Nonostante la metafora dello specchio, in alcune occasioni ho incontrato un partner meno che disposto e, in alcuni casi, uno che è apertamente ostile all'idea di consulenza o terapia. In queste situazioni, di solito provo la seguente strategia per ottenere la collaborazione e il coinvolgimento del partner riluttante.
Ottengo i rilasci e l'autorizzazione necessari e faccio appello al partner resistente in un modo non minaccioso che è improbabile che possa evocare la difensiva. Ciò avviene contattando la persona (di solito al telefono poiché le discussioni "live" di solito funzionano meglio di e-mail o altre forme di comunicazione asincrona) e spiega che apprezzerei molto la sua assistenza.
Quindi, la conversazione suona spesso come questa (ovviamente, userei i nomi reali delle persone durante la discussione, ma per motivi di illustrazione sto usando il suo generico, ecc. Qui):
"Ciao, sono Clifford Lazarus. Credo che tu sappia che ho incontrato il tuo partner per aiutarlo con alcune difficoltà. Speravo che avresti accettato di incontrarci per consentirmi di aiutare ancora di più il tuo partner. Dopo tutto, tu lo conosci meglio di quanto io possa mai e hai un punto di vista privilegiato sulla situazione che non avrò mai. Quindi, chi è meglio di te per aiutarmi ad aiutare il tuo partner dal momento che sei qualificato in modo univoco per fornirmi informazioni estremamente utili? "

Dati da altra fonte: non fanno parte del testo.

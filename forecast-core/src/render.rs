//! Plain-text output: the hourly table and the current conditions summary.

use chrono_tz::Tz;

use crate::{
    hourly::{format_date, format_humidity, format_precipitation, format_temperature, format_wind},
    model::{CurrentWeather, FormattedRow},
    scale,
};

pub const SEPARATOR: &str = "  ";

/// Table columns in display order.
#[derive(Debug, Clone, Copy, PartialEq, Eq)]
pub enum Column {
    Date,
    Temp,
    RainChance,
    Humidity,
    Precipitation,
    Wind,
}

impl Column {
    pub const ALL: [Column; 6] = [
        Column::Date,
        Column::Temp,
        Column::RainChance,
        Column::Humidity,
        Column::Precipitation,
        Column::Wind,
    ];

    pub fn header(self) -> &'static str {
        match self {
            Column::Date => "date",
            Column::Temp => "temperature",
            Column::RainChance => "rain chance",
            Column::Humidity => "humidity",
            Column::Precipitation => "precipitation",
            Column::Wind => "wind",
        }
    }

    /// Minimum width in characters; longer values overflow.
    pub fn width(self) -> usize {
        match self {
            Column::Date => 10,
            Column::Temp => 12,
            Column::RainChance => 13,
            Column::Humidity => 9,
            Column::Precipitation => 15,
            Column::Wind => 8,
        }
    }

    pub fn value(self, row: &FormattedRow) -> &str {
        match self {
            Column::Date => &row.date,
            Column::Temp => &row.temp,
            Column::RainChance => &row.rain_chance,
            Column::Humidity => &row.humidity,
            Column::Precipitation => &row.precipitation,
            Column::Wind => &row.wind,
        }
    }
}

fn line<'a>(cell: impl Fn(Column) -> &'a str) -> String {
    Column::ALL
        .iter()
        .map(|column| format!("{:<width$}", cell(*column), width = column.width()))
        .collect::<Vec<_>>()
        .join(SEPARATOR)
}

/// Header plus one left-justified line per row, joined by `\n`.
pub fn render(rows: &[FormattedRow]) -> String {
    let mut lines = Vec::with_capacity(rows.len() + 1);
    lines.push(line(Column::header));
    lines.extend(rows.iter().map(|row| line(|column| column.value(row))));
    lines.join("\n")
}

/// Human-readable current conditions, one entry per line.
pub fn summary(location: &str, current: &CurrentWeather, timezone: &Tz) -> Vec<String> {
    let precipitation = if current.precipitation > 0.0 {
        format!(
            "{} ({})",
            format_precipitation(current.precipitation),
            scale::precipitation_intensity(current.precipitation)
        )
    } else {
        format_precipitation(current.precipitation)
    };

    // A missing reading is NaN, which would classify as the catch-all term.
    let wind = if current.wind_speed.is_finite() {
        format!(
            "{} ({})",
            format_wind(current.wind_speed),
            scale::beaufort(current.wind_speed)
        )
    } else {
        format_wind(current.wind_speed)
    };

    vec![
        format!("Weather for {location}"),
        format!("Observed:      {}", format_date(current.observed_at(), timezone)),
        format!("Conditions:    {}", scale::describe(current.weather_code)),
        format!(
            "Temperature:   {} (feels like {})",
            format_temperature(current.temperature),
            format_temperature(current.apparent_temperature)
        ),
        format!("Humidity:      {}", format_humidity(current.humidity)),
        format!("Precipitation: {precipitation}"),
        format!("Wind:          {wind}"),
    ]
}
use anyhow::anyhow;
use chrono::{DateTime, Utc};
use chrono_tz::Tz;
use serde::{Deserialize, Serialize};

use crate::error::TransformError;

/// A point on the globe, validated on construction.
#[derive(Debug, Clone, Copy, PartialEq, Serialize, Deserialize)]
pub struct Coordinates {
    pub latitude: f64,
    pub longitude: f64,
}

impl Coordinates {
    pub fn new(latitude: f64, longitude: f64) -> anyhow::Result<Self> {
        if !(-90.0..=90.0).contains(&latitude) {
            return Err(anyhow!("Latitude {latitude} is out of range, expected -90..=90"));
        }
        if !(-180.0..=180.0).contains(&longitude) {
            return Err(anyhow!("Longitude {longitude} is out of range, expected -180..=180"));
        }

        Ok(Self { latitude, longitude })
    }
}

impl std::fmt::Display for Coordinates {
    fn fmt(&self, f: &mut std::fmt::Formatter<'_>) -> std::fmt::Result {
        write!(f, "{:.4}, {:.4}", self.latitude, self.longitude)
    }
}

/// Hourly variables on a uniform UTC grid.
///
/// `start`, `end` and `interval` are epoch seconds; the grid is half-open on
/// `end`. Every series must have one value per grid slot.
#[derive(Debug, Clone, PartialEq, Default)]
pub struct RawHourly {
    pub start: i64,
    pub end: i64,
    pub interval: i64,
    /// °C
    pub temperature: Vec<f64>,
    /// %
    pub humidity: Vec<f64>,
    /// %
    pub rain_chance: Vec<f64>,
    /// mm
    pub precipitation: Vec<f64>,
    /// km/h
    pub wind_speed: Vec<f64>,
}

/// A single-instant weather snapshot as delivered by the provider.
#[derive(Debug, Clone, PartialEq)]
pub struct RawCurrent {
    pub time: i64,
    pub temperature: f64,
    pub humidity: f64,
    pub apparent_temperature: f64,
    pub precipitation: f64,
    pub weather_code: i32,
    pub wind_speed: f64,
}

/// Everything one provider call yields.
#[derive(Debug, Clone, PartialEq)]
pub struct RawForecast {
    /// IANA timezone of the forecast location.
    pub timezone: String,
    pub hourly: RawHourly,
    pub current: RawCurrent,
}

/// Where and when the hourly table is being rendered.
#[derive(Debug, Clone, Copy, PartialEq)]
pub struct LocationContext {
    pub timezone: Tz,
    pub now: DateTime<Utc>,
}

impl LocationContext {
    pub fn new(timezone: &str, now: DateTime<Utc>) -> Result<Self, TransformError> {
        let timezone = timezone
            .parse::<Tz>()
            .map_err(|_| TransformError::UnknownTimezone(timezone.to_string()))?;

        Ok(Self { timezone, now })
    }
}

/// One hour of the table, every field already formatted for display.
#[derive(Debug, Clone, PartialEq, Eq, Default, Serialize)]
pub struct FormattedRow {
    pub date: String,
    pub temp: String,
    pub humidity: String,
    pub rain_chance: String,
    pub precipitation: String,
    pub wind: String,
}

/// Current conditions with display-friendly field names.
#[derive(Debug, Clone, PartialEq, Serialize)]
pub struct CurrentWeather {
    pub time: i64,
    pub temperature: f64,
    pub humidity: f64,
    pub apparent_temperature: f64,
    pub precipitation: f64,
    pub weather_code: i32,
    pub wind_speed: f64,
}

impl CurrentWeather {
    pub fn observed_at(&self) -> Option<DateTime<Utc>> {
        DateTime::from_timestamp(self.time, 0)
    }
}

#[cfg(test)]
mod tests {
    use super::*;

    #[test]
    fn coordinates_reject_out_of_range() {
        let err = Coordinates::new(91.0, 0.0).unwrap_err();
        assert!(err.to_string().contains("Latitude"));

        let err = Coordinates::new(0.0, -180.5).unwrap_err();
        assert!(err.to_string().contains("Longitude"));

        assert!(Coordinates::new(-90.0, 180.0).is_ok());
    }

    #[test]
    fn coordinates_display_four_decimals() {
        let coords = Coordinates::new(52.370216, 4.895168).expect("valid coordinates");
        assert_eq!(coords.to_string(), "52.3702, 4.8952");
    }

    #[test]
    fn location_context_parses_iana_names() {
        let ctx = LocationContext::new("Europe/Amsterdam", Utc::now()).expect("known zone");
        assert_eq!(ctx.timezone, chrono_tz::Europe::Amsterdam);
    }

    #[test]
    fn location_context_rejects_unknown_zone() {
        let err = LocationContext::new("Mars/Olympus_Mons", Utc::now()).unwrap_err();
        assert!(matches!(err, TransformError::UnknownTimezone(ref name) if name == "Mars/Olympus_Mons"));
    }
}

Se questo approccio viene rispettato con rifiuto, di solito chiedo al partner titubante se ha qualche domanda sulla consulenza (ad esempio, il mio approccio, la formazione, le qualifiche, la competenza, l'esperienza, ecc.) Che, se gentilmente risposto, potrebbe raccogliere maggiore cooperazione. Se questo è ancora incontrato con una risposta negativa, potrei considerare l'utilizzo di alcune altre metafore per fornire ulteriore comprensione nella speranza di ottenere un accordo e una cooperazione.
Una metafora particolarmente utile è quella di paragonare il disagio psichico del partner in terapia a una malattia fisica che richiede una trasfusione di sangue per un trattamento efficace. Quindi, viene posta la domanda se il partner riluttante "intensificherà" e fornirà il rimedio del suo sangue reale se intende salvare il suo partner da un grave dolore fisico. Alla luce di questa metafora, se il partner resistente continua a rifiutare, potrei essere tentato di dire che il rifiuto egoistico di entrare in un processo di terapia collaborativa sembra riflettere un profondo problema nella relazione e non c'è da meravigliarsi se la persona in terapia ha cercato consulenza . Inoltre, potrei dire che mentre la mia speranza è di aiutare il mio cliente al massimo delle mie capacità, senza la partecipazione volontaria del partner resistente temo che il risultato sarà subottimale e potrebbe persino portare a discussioni sulla separazione e il divorzio. Quindi, concludo la conversazione menzionando che l'invito rimarrà sul tavolo e spero sinceramente che la persona riluttante riconsidererà e parteciperà al processo terapeutico.
Mi rendo conto che alcune persone potrebbero trovare questo approccio discutibile a causa della sua tattica apparentemente di bullismo o di manipolazione apparente di colpa. Tuttavia, ritengo che nella maggior parte dei casi la posta in gioco sia sufficientemente alta da giustificare i fini. Inoltre, è la mia esperienza che molti terapeuti sono così ansiosi riguardo al confronto che dovrebbero imparare le capacità di assertività piuttosto che consigliare gli altri. Ancora più inquietante è il fatto che molti terapeuti sono così impauriti dai reclami di etica (o persino dai contenziosi) che praticano in modo difensivo, così dritti che affollano la loro efficacia terapeutica.
In ultima analisi, se il partner resistente si dimostra completamente inflessibile, almeno il processo di terapia individuale avrà raccolto ulteriore energia per il mulino.
Ricorda: pensa bene, agisci bene, sentiti bene, stai bene!